→ **Given records**
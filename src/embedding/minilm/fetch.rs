//! Local cache for the all-MiniLM-L6-v2 checkpoint, filled from the Hugging Face hub on first use.

use std::path::{Path, PathBuf};

use tracing::{debug, info};

use crate::embedding::bert::{CONFIG_FILE, TOKENIZER_FILE, WEIGHTS_FILE};
use crate::embedding::error::EmbeddingError;

/// Hub repository the server embeds with.
pub const DEFAULT_MODEL_REPO: &str = "sentence-transformers/all-MiniLM-L6-v2";

/// Files a checkpoint directory must hold.
pub const MODEL_FILES: [&str; 3] = [CONFIG_FILE, TOKENIZER_FILE, WEIGHTS_FILE];

#[derive(Debug, Clone, PartialEq, Eq)]
pub struct ModelCache {
    pub cache_dir: PathBuf,
    pub repo_id: String,
}

impl Default for ModelCache {
    fn default() -> Self {
        Self::new(Self::default_dir(), DEFAULT_MODEL_REPO)
    }
}

impl ModelCache {
    pub fn new(cache_dir: impl Into<PathBuf>, repo_id: impl Into<String>) -> Self {
        Self {
            cache_dir: cache_dir.into(),
            repo_id: repo_id.into(),
        }
    }

    /// Platform cache dir (e.g. `~/.cache/screenwriter/models`), or `.cache/...` if unknown.
    pub fn default_dir() -> PathBuf {
        dirs::cache_dir()
            .unwrap_or_else(|| PathBuf::from(".cache"))
            .join("screenwriter")
            .join("models")
    }

    /// Directory the checkpoint lives in: one folder per repo, `/` flattened to `--`.
    pub fn model_dir(&self) -> PathBuf {
        self.cache_dir.join(self.repo_id.replace('/', "--"))
    }

    pub fn is_cached(&self) -> bool {
        let dir = self.model_dir();
        MODEL_FILES.iter().all(|f| dir.join(f).is_file())
    }

    /// Returns the checkpoint directory, downloading any missing files first.
    ///
    /// Blocking; run it off the async runtime.
    pub fn ensure_model(&self) -> Result<PathBuf, EmbeddingError> {
        let dir = self.model_dir();
        if self.is_cached() {
            debug!(path = %dir.display(), "Using cached model");
            return Ok(dir);
        }

        info!(repo = %self.repo_id, path = %dir.display(), "Downloading model files");
        self.download_into(&dir)?;
        Ok(dir)
    }

    fn download_into(&self, dir: &Path) -> Result<(), EmbeddingError> {
        use hf_hub::api::sync::Api;

        let api = Api::new().map_err(|e| self.download_error(e))?;
        let repo = api.model(self.repo_id.clone());

        std::fs::create_dir_all(dir)?;

        for file in MODEL_FILES {
            let dest = dir.join(file);
            if dest.is_file() {
                continue;
            }
            let fetched = repo
                .get(file)
                .map_err(|e| self.download_error(format!("{file}: {e}")))?;
            std::fs::copy(&fetched, &dest)?;
            debug!(file, "Model file cached");
        }

        Ok(())
    }

    fn download_error(&self, reason: impl ToString) -> EmbeddingError {
        EmbeddingError::DownloadFailed {
            repo: self.repo_id.clone(),
            reason: reason.to_string(),
        }
    }
}
//! Process-wide, load-once embedder handle.
//!
//! The model is loaded at most once per handle. An eager handle owns an already-loaded
//! embedder; a lazy handle defers loading to first use and serializes concurrent first
//! callers behind an init lock so the loader never runs twice. Once loaded, reads are
//! lock-free and inference is shared by reference.

use std::fmt;
use std::sync::{Arc, OnceLock};

use parking_lot::Mutex;
use tracing::{error, info};

use super::error::EmbeddingError;
use super::minilm::{MiniLmConfig, MiniLmEmbedder};
use super::provider::Embedder;

type Loader = Box<dyn Fn() -> Result<Arc<dyn Embedder>, EmbeddingError> + Send + Sync>;

/// Cloneable handle injected into the scorer and policies.
#[derive(Clone)]
pub struct EmbedderHandle {
    inner: Arc<HandleInner>,
}

struct HandleInner {
    cell: OnceLock<Arc<dyn Embedder>>,
    init_lock: Mutex<()>,
    loader: Option<Loader>,
}

impl fmt::Debug for EmbedderHandle {
    fn fmt(&self, f: &mut fmt::Formatter<'_>) -> fmt::Result {
        f.debug_struct("EmbedderHandle")
            .field("initialized", &self.is_initialized())
            .field("lazy", &self.inner.loader.is_some())
            .finish()
    }
}

impl EmbedderHandle {
    /// Wraps an embedder that is already loaded.
    pub fn new<E: Embedder + 'static>(embedder: E) -> Self {
        Self::from_arc(Arc::new(embedder))
    }

    /// Wraps a shared embedder that is already loaded.
    pub fn from_arc(embedder: Arc<dyn Embedder>) -> Self {
        let cell = OnceLock::new();
        let _ = cell.set(embedder);
        Self {
            inner: Arc::new(HandleInner {
                cell,
                init_lock: Mutex::new(()),
                loader: None,
            }),
        }
    }

    /// Loads a MiniLM embedder now; any failure is returned to the caller as fatal.
    pub fn load_eager(config: MiniLmConfig) -> Result<Self, EmbeddingError> {
        let embedder = MiniLmEmbedder::load(config)?;
        Ok(Self::new(embedder))
    }

    /// Defers loading to the first [`get`](Self::get).
    pub fn lazy<F>(loader: F) -> Self
    where
        F: Fn() -> Result<Arc<dyn Embedder>, EmbeddingError> + Send + Sync + 'static,
    {
        Self {
            inner: Arc::new(HandleInner {
                cell: OnceLock::new(),
                init_lock: Mutex::new(()),
                loader: Some(Box::new(loader)),
            }),
        }
    }

    /// Lazy MiniLM handle for the given config.
    pub fn lazy_minilm(config: MiniLmConfig) -> Self {
        Self::lazy(move || {
            let embedder = MiniLmEmbedder::load(config.clone())?;
            Ok(Arc::new(embedder) as Arc<dyn Embedder>)
        })
    }

    /// Returns the loaded embedder, loading it first if this is a lazy handle.
    ///
    /// A failed load is not cached: the error goes back to the caller and no retry happens
    /// here. Callers treat it as fatal.
    pub fn get(&self) -> Result<Arc<dyn Embedder>, EmbeddingError> {
        if let Some(embedder) = self.inner.cell.get() {
            return Ok(Arc::clone(embedder));
        }

        let _guard = self.inner.init_lock.lock();

        if let Some(embedder) = self.inner.cell.get() {
            return Ok(Arc::clone(embedder));
        }

        let Some(loader) = self.inner.loader.as_ref() else {
            return Err(EmbeddingError::InvalidConfig {
                reason: "embedder handle has neither a model nor a loader".to_string(),
            });
        };

        info!("Initializing embedding model (first use)");
        let embedder = loader().inspect_err(|e| {
            error!(error = %e, "Embedding model initialization failed");
        })?;

        let embedder = self.inner.cell.get_or_init(|| embedder);
        Ok(Arc::clone(embedder))
    }

    /// `true` once the model has been loaded.
    pub fn is_initialized(&self) -> bool {
        self.inner.cell.get().is_some()
    }

    /// `Some(is_stub)` once loaded, `None` before.
    pub fn is_stub(&self) -> Option<bool> {
        self.inner.cell.get().map(|e| e.is_stub())
    }
}
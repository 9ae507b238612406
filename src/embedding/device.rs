use candle_core::Device;
use tracing::{debug, warn};

#[cfg(any(feature = "metal", feature = "cuda"))]
use tracing::info;

use super::error::EmbeddingError;

/// Picks the inference device: Metal, then CUDA (when compiled in), then CPU.
///
/// GPU probing failures are logged and never fatal; the CPU path always exists.
pub fn select_device() -> Result<Device, EmbeddingError> {
    #[cfg(feature = "metal")]
    match Device::new_metal(0) {
        Ok(device) => {
            info!("Using Metal GPU for sentence embeddings");
            return Ok(device);
        }
        Err(e) => warn!(error = %e, "Metal device unavailable"),
    }

    #[cfg(feature = "cuda")]
    match Device::new_cuda(0) {
        Ok(device) => {
            info!("Using CUDA GPU for sentence embeddings");
            return Ok(device);
        }
        Err(e) => warn!(error = %e, "CUDA device unavailable"),
    }

    if cfg!(any(feature = "metal", feature = "cuda")) {
        warn!("No GPU device available, embedding on CPU");
    } else {
        debug!("No GPU backend compiled, embedding on CPU");
    }

    Ok(Device::Cpu)
}

/// Short label for logs and the readiness endpoint.
pub fn device_label(device: &Device) -> &'static str {
    match device {
        Device::Cpu => "cpu",
        Device::Cuda(_) => "cuda",
        Device::Metal(_) => "metal",
    }
}
use std::sync::Arc;

use axum::{Json, extract::State};
use tracing::{debug, info, instrument};

use crate::analyzer::{ScriptStats, analyze_script};
use crate::gateway::error::GatewayError;
use crate::gateway::payload::{
    OriginalityResponse, QueryLetterResponse, RootResponse, SceneRequest, SynopsisRequest,
};
use crate::gateway::state::HandlerState;
use crate::generator::{
    Storyboard, VideoClip, generate_query_letter, generate_storyboard, generate_video,
};
use crate::scenes::EnrichedMatch;
use crate::sources::OverviewSource;

#[instrument]
pub async fn root_handler() -> Json<RootResponse> {
    Json(RootResponse {
        status: "ok",
        message: "Screenwriter AI Backend Running",
    })
}

/// Searches existing films by title and scores the synopsis against their overviews.
#[instrument(
    skip(state, request),
    fields(title = %request.title, synopsis_len = request.synopsis.len())
)]
pub async fn check_originality_handler<O>(
    State(state): State<HandlerState<O>>,
    Json(request): Json<SynopsisRequest>,
) -> Result<Json<OriginalityResponse>, GatewayError>
where
    O: OverviewSource + Clone + Send + Sync + 'static,
{
    let candidates = state.source.search_overviews(&request.title).await;
    let candidates_found = candidates.len();
    debug!(candidates_found, "Overview search complete");

    let checker = Arc::clone(&state.checker);
    let synopsis = request.synopsis;
    let verdict = tokio::task::spawn_blocking(move || {
        checker.check_originality(&synopsis, &candidates)
    })
    .await??;

    let is_blocked = state.checker.is_blocked(&verdict);

    Ok(Json(OriginalityResponse {
        score: verdict.score,
        is_blocked,
        match_text: verdict.matched_text,
        candidates_found,
    }))
}

/// Responds with the matched catalog line, or `null`.
#[instrument(skip(state, request), fields(text_len = request.scene_text.len()))]
pub async fn match_scene_handler<O>(
    State(state): State<HandlerState<O>>,
    Json(request): Json<SceneRequest>,
) -> Result<Json<Option<EnrichedMatch>>, GatewayError>
where
    O: OverviewSource + Clone + Send + Sync + 'static,
{
    let matcher = Arc::clone(&state.matcher);
    let matched = tokio::task::spawn_blocking(move || {
        matcher.find_matching_scene(&request.scene_text)
    })
    .await??;

    if let Some(ref m) = matched {
        info!(film = m.record.film, match_score = m.match_score, "Scene matched");
    }

    Ok(Json(matched))
}

#[instrument(skip(request), fields(text_len = request.scene_text.len()))]
pub async fn generate_storyboard_handler(Json(request): Json<SceneRequest>) -> Json<Storyboard> {
    Json(generate_storyboard(&request.scene_text))
}

#[instrument(skip(request), fields(text_len = request.scene_text.len()))]
pub async fn generate_video_handler(Json(request): Json<SceneRequest>) -> Json<VideoClip> {
    Json(generate_video(&request.scene_text))
}

#[instrument(skip(request), fields(title = %request.title))]
pub async fn generate_query_handler(
    Json(request): Json<SynopsisRequest>,
) -> Json<QueryLetterResponse> {
    Json(QueryLetterResponse {
        letter: generate_query_letter(&request.synopsis, &request.title),
    })
}

#[instrument(skip(request), fields(text_len = request.scene_text.len()))]
pub async fn analyze_script_handler(
    Json(request): Json<SceneRequest>,
) -> Result<Json<ScriptStats>, GatewayError> {
    let stats = tokio::task::spawn_blocking(move || analyze_script(&request.scene_text)).await?;
    Ok(Json(stats))
}
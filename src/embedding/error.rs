use std::path::PathBuf;
use thiserror::Error;

/// Failures from loading or running the sentence-embedding model.
#[derive(Debug, Error)]
pub enum EmbeddingError {
    /// A model directory or one of its files is absent.
    #[error("model file missing: {}", path.display())]
    ModelNotFound { path: PathBuf },

    /// Model files exist but could not be read or parsed.
    #[error("could not load MiniLM model: {reason}")]
    ModelLoadFailed { reason: String },

    /// Fetching the checkpoint from the model hub failed.
    #[error("could not download {repo}: {reason}")]
    DownloadFailed { repo: String, reason: String },

    #[error("embedding forward pass failed: {reason}")]
    InferenceFailed { reason: String },

    #[error("could not tokenize input: {reason}")]
    TokenizationFailed { reason: String },

    #[error("bad embedder settings: {reason}")]
    InvalidConfig { reason: String },
}

impl EmbeddingError {
    /// Returns `true` for failures that happen while bringing the model up.
    ///
    /// These are fatal for the process; everything else is scoped to one request.
    pub fn is_initialization_failure(&self) -> bool {
        !matches!(
            self,
            Self::InferenceFailed { .. } | Self::TokenizationFailed { .. }
        )
    }
}

impl From<candle_core::Error> for EmbeddingError {
    fn from(err: candle_core::Error) -> Self {
        Self::InferenceFailed {
            reason: err.to_string(),
        }
    }
}

impl From<std::io::Error> for EmbeddingError {
    fn from(err: std::io::Error) -> Self {
        Self::ModelLoadFailed {
            reason: err.to_string(),
        }
    }
}
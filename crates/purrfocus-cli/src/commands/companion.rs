use clap::Subcommand;
use purrfocus_core::companion::MAX_HEALTH;
use purrfocus_core::{CompanionState, Route};
use serde_json::json;

use super::{print_json, CliResult, Context};

#[derive(Subcommand)]
pub enum CompanionAction {
    /// Show your companion's health and streak
    Status {
        #[arg(long)]
        json: bool,
    },
    /// Adopt a new companion, replacing the current one
    Adopt {
        /// Name for the new companion (defaults to the configured name)
        #[arg(long)]
        name: Option<String>,
    },
}

pub async fn run(action: CompanionAction) -> CliResult {
    let mut ctx = Context::open().await?;
    ctx.require(Route::Timer)?;

    match action {
        CompanionAction::Status { json } => {
            let companion = ctx.app.companion();
            if json {
                print_json(&json!({
                    "companion": companion,
                    "mood": companion.mood(),
                }))?;
            } else {
                print_status(companion);
            }
        }
        CompanionAction::Adopt { name } => {
            ctx.ensure_timer_free()?;
            let name = name.unwrap_or_else(|| ctx.config.companion.default_name.clone());
            let companion = ctx.app.reset_companion(&name);
            println!("welcome home, {}!", companion.name);
        }
    }

    ctx.save()?;
    Ok(())
}

fn print_status(companion: &CompanionState) {
    const WIDTH: usize = 20;
    let filled = (usize::from(companion.health) * WIDTH / usize::from(MAX_HEALTH)).min(WIDTH);
    println!(
        "{} is {} [{}{}] {}/{}",
        companion.name,
        companion.mood().description(),
        "#".repeat(filled),
        "-".repeat(WIDTH.saturating_sub(filled)),
        companion.health,
        MAX_HEALTH
    );
    println!("focus streak: {}", companion.focus_streak);
    if !companion.is_alive {
        println!("adopt a new companion with `purrfocus companion adopt`");
    }
}
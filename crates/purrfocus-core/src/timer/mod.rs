mod countdown;
mod engine;
mod settings;

pub use countdown::{Countdown, TICK_PERIOD};
pub use engine::{format_clock, TimerEngine};
pub use settings::{Phase, Settings, SettingsPatch};
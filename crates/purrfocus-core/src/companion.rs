//! Focus companion.
//!
//! A virtual pet whose health follows focus discipline: completed work
//! sessions heal it, abandoned ones hurt it. A companion that dies freezes
//! the timer until a new one is adopted.

use serde::{Deserialize, Serialize};

pub const DEFAULT_COMPANION_NAME: &str = "Whiskers";
pub const MAX_HEALTH: u8 = 100;
/// Health restored by a completed work session.
pub const COMPLETION_BONUS: u8 = 10;
/// Health lost by abandoning a work session.
pub const ABANDON_PENALTY: u8 = 25;

#[derive(Debug, Clone, PartialEq, Eq, Serialize, Deserialize)]
#[serde(tag = "type", content = "name", rename_all = "snake_case")]
pub enum CompanionEvent {
    SessionCompleted,
    Abandoned,
    Reset(String),
}

/// Display bucket for the companion's health.
#[derive(Debug, Clone, Copy, PartialEq, Eq, Serialize, Deserialize)]
#[serde(rename_all = "snake_case")]
pub enum Mood {
    Thriving,
    Okay,
    Weak,
    Gone,
}

impl Mood {
    pub fn description(&self) -> &'static str {
        match self {
            Mood::Thriving => "purring happily",
            Mood::Okay => "doing fine",
            Mood::Weak => "looking weak",
            Mood::Gone => "didn't make it",
        }
    }
}

#[derive(Debug, Clone, PartialEq, Eq, Serialize, Deserialize)]
pub struct CompanionState {
    pub name: String,
    pub health: u8,
    pub is_alive: bool,
    pub focus_streak: u32,
}

impl Default for CompanionState {
    fn default() -> Self {
        Self::new(DEFAULT_COMPANION_NAME)
    }
}

impl CompanionState {
    pub fn new(name: impl Into<String>) -> Self {
        Self {
            name: name.into(),
            health: MAX_HEALTH,
            is_alive: true,
            focus_streak: 0,
        }
    }

    pub fn apply(&mut self, event: CompanionEvent) {
        match event {
            CompanionEvent::SessionCompleted => {
                self.health = self.health.saturating_add(COMPLETION_BONUS).min(MAX_HEALTH);
                self.focus_streak = self.focus_streak.saturating_add(1);
            }
            CompanionEvent::Abandoned => {
                // Survival is judged on health before the penalty: exactly
                // ABANDON_PENALTY health is fatal.
                self.is_alive = self.health > ABANDON_PENALTY;
                self.health = self.health.saturating_sub(ABANDON_PENALTY);
                self.focus_streak = 0;
            }
            CompanionEvent::Reset(name) => {
                *self = Self::new(name);
            }
        }
    }

    /// Bring a companion restored from storage back within the reducer's
    /// bounds: health at most [`MAX_HEALTH`], no living companion at zero
    /// health, and a non-blank name.
    pub fn repaired(mut self) -> Self {
        if self.health > MAX_HEALTH {
            tracing::warn!(health = self.health, "restored companion health out of range");
            self.health = MAX_HEALTH;
        }
        if self.health == 0 {
            self.is_alive = false;
        }
        if self.name.trim().is_empty() {
            self.name = DEFAULT_COMPANION_NAME.to_string();
        }
        self
    }

    /// Reducer form of [`apply`](Self::apply).
    pub fn reduce(mut self, event: CompanionEvent) -> Self {
        self.apply(event);
        self
    }

    pub fn mood(&self) -> Mood {
        match self.health {
            _ if !self.is_alive => Mood::Gone,
            70.. => Mood::Thriving,
            40.. => Mood::Okay,
            1.. => Mood::Weak,
            0 => Mood::Gone,
        }
    }
}
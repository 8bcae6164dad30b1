mod config;
pub mod database;

pub use config::{BackendConfig, BackendKind, CompanionConfig, Config, TimerConfig};
pub use database::{Account, Database};

use std::path::PathBuf;

/// Returns the data directory, creating it if needed.
///
/// `PURRFOCUS_HOME` overrides the location entirely. Otherwise this is
/// `~/.config/purrfocus[-dev]/`, with the `-dev` suffix selected by
/// `PURRFOCUS_ENV=dev`.
///
/// # Errors
/// Returns an error if creating the directory fails.
pub fn data_dir() -> std::io::Result<PathBuf> {
    let dir = match std::env::var_os("PURRFOCUS_HOME") {
        Some(home) if !home.is_empty() => PathBuf::from(home),
        _ => {
            let base_dir = dirs::home_dir()
                .unwrap_or_else(|| PathBuf::from("."))
                .join(".config");
            let env =
                std::env::var("PURRFOCUS_ENV").unwrap_or_else(|_| "production".to_string());
            if env == "dev" {
                base_dir.join("purrfocus-dev")
            } else {
                base_dir.join("purrfocus")
            }
        }
    };

    std::fs::create_dir_all(&dir)?;
    Ok(dir)
}
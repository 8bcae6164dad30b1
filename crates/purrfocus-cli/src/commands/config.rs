use clap::Subcommand;
use purrfocus_core::Config;

use super::{print_json, CliResult};

#[derive(Subcommand)]
pub enum ConfigAction {
    /// Get a config value
    Get {
        /// Config key (e.g. "timer.work_duration", "backend.kind")
        key: String,
    },
    /// Set a config value
    Set {
        /// Config key
        key: String,
        /// New value
        value: String,
    },
    /// List all config values
    List,
    /// Reset config to defaults
    Reset,
}

pub fn run(action: ConfigAction) -> CliResult {
    match action {
        ConfigAction::Get { key } => {
            let config = Config::load()?;
            match config.get(&key) {
                Some(value) => println!("{value}"),
                None => return Err(format!("unknown key: {key}").into()),
            }
        }
        ConfigAction::Set { key, value } => {
            let mut config = Config::load()?;
            config.set(&key, &value)?;
            config.save()?;
            println!("ok");
        }
        ConfigAction::List => {
            let config = Config::load()?;
            print_json(&config)?;
        }
        ConfigAction::Reset => {
            let config = Config::default();
            config.save()?;
            println!("config reset to defaults");
        }
    }
    Ok(())
}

→ **Task statement**
Above this task is a listing. Restate, word for word and with nothing added, the lines from the one with "let name = name.unwrap_or_else(||" through the one with "fn print_status(companion: &CompanionState)".

→ **Written answer**
            let name = name.unwrap_or_else(|| ctx.config.companion.default_name.clone());
            let companion = ctx.app.reset_companion(&name);
            println!("welcome home, {}!", companion.name);
        }
    }

    ctx.save()?;
    Ok(())
}

fn print_status(companion: &CompanionState) {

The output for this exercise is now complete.